Donna uccisa a Nereto, rintracciato il marito a Tortoreto, avrebbe confessato

Carabinieri notte (ilmartino.it)

TORTORETO – Era nella sua macchina, fermo nel parcheggio di un hotel sul lungomare, chiuso in questo periodo. Cristian Daravoinea, 36 anni, autotrasportatore di origine rumena, è stato rintracciato dai carabinieri ieri sera, mercoledì 9 ottobre. I militi lo stavano cercando dal pomeriggio, da quando è stato trovato il cadavere della moglie, Mihaela Roua la donna uccisa a Nereto. La giovane è stata trovata senza vita nella loro abitazione. Il suo corpo mostrava diverse ferite da taglio, che hanno da subito fatto pensare ad un femminicidio. I primi sospetti si sono concentrati sul marito, che nella notte avrebbe confessato il delitto.

Il movente sarebbe di matrice passionale. L’uomo avrebbe ucciso la moglie per gelosia. Avrebbe detto al giudice, il pm Davide Rosati, di averlo fatto perché lei era intenzionata a lasciarlo. Secondo diverse testimonianze, il rapporto tra i due si era fatto teso già da tempo e spesso avevano avuto accesissime discussioni.

Daravoinea era irrintracciabile dall’ora di pranzo, ovvero da quando sarebbe stato consumato il delitto, secondo le prime ricostruzioni. L’allarme sarebbe stato lanciato proprio in queste ore. Sia dalla madre della vittima, che dalla Romania non riusciva a mettersi in contatto con lei. Sia dalla sua datrice di lavoro, che non l’ha vista rientrare dopo la pausa pranzo. Il marito le avrebbe inferto alcuni fendenti al collo ed all’addome. Vicino al suo corpo sarebbe stata trovata anche l’arma del delitto: un coltello da cucina.

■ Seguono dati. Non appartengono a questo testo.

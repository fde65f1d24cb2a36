//! Single-button Charlieplexed tic-tac-toe for RP2040.
//!
//! This crate provides the RP2040 backends for [`tictactoe_core`]: the
//! five Charlieplex drive lines on bidirectional GPIOs, the active-low
//! button and the blocking millisecond delay.
//!
//! # Hardware Configuration
//!
//! | Function | GPIO | Description |
//! |----------|------|-------------|
//! | Line 0   | 2    | Charlieplex drive line |
//! | Line 1   | 3    | Charlieplex drive line |
//! | Line 2   | 4    | Charlieplex drive line |
//! | Line 3   | 5    | Charlieplex drive line |
//! | Line 4   | 6    | Charlieplex drive line |
//! | Button   | 15   | Push-button to GND, internal pull-up |
//!
//! Each cell is a red/green LED pair wired anti-parallel between two lines
//! (with a series resistor per line), following [`TOPOLOGY`].
//!
//! # Features
//!
//! - **`dev-panic`** (default): Use `panic-probe` for development (prints panic info via RTT)
//! - **`prod-panic`**: Use `panic-reset` for production (silent watchdog reset)
//!
//! # Re-exports
//!
//! This crate re-exports the public items of [`tictactoe_core`] used by
//! the binary, so consumers only need to depend on this crate.

#![no_std]

use embassy_rp::gpio::{Flex, Pull};

// Re-export core types for convenience
pub use tictactoe_core::{
    Board, ButtonEvent, Clock, DelayClock, Game, GameOutcome, Line, LineDriver, Timing,
    LINE_COUNT, TOPOLOGY,
};

/// The five Charlieplex lines as RP2040 GPIOs.
///
/// Every transition writes the output latch first and the direction
/// second, so switching between floating and driven never glitches the
/// line to the wrong level.
pub struct RpLines<'d> {
    pins: [Flex<'d>; LINE_COUNT],
}

impl<'d> RpLines<'d> {
    /// Take the line pins in [`Line`] order and float all of them.
    #[must_use]
    pub fn new(mut pins: [Flex<'d>; LINE_COUNT]) -> Self {
        for pin in &mut pins {
            pin.set_pull(Pull::None);
            pin.set_low();
            pin.set_as_input();
        }
        Self { pins }
    }

    #[inline]
    fn pin(&mut self, line: Line) -> &mut Flex<'d> {
        &mut self.pins[line.index()]
    }
}

impl LineDriver for RpLines<'_> {
    fn set_hi_z(&mut self, line: Line) {
        let pin = self.pin(line);
        pin.set_low();
        pin.set_as_input();
    }

    fn set_low(&mut self, line: Line) {
        let pin = self.pin(line);
        pin.set_low();
        pin.set_as_output();
    }

    fn set_high(&mut self, line: Line) {
        let pin = self.pin(line);
        pin.set_high();
        pin.set_as_output();
    }
}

Con la stessa arma, avrebbe cercato di suicidarsi. Si sarebbe inflitto 9 coltellate al torace, dopodiché avrebbe abbandonato la lama e si sarebbe allontanato da casa, forse convinto di morire dissanguato. Le ferite però non erano molto profonde e quando i carabinieri lo hanno rintracciato, l’hanno condotto all’ospedale di Giulianova, dove è stato medicato. Interrogato nella notte, avrebbe confessato il delitto della donna uccisa a Nereto. Adesso è piantonato dai militi in stato di fermo, con l’accusa di omicidio volontario. In mattinata è stato disposto dal pm anche l’esame autoptico sul corpo della vittima.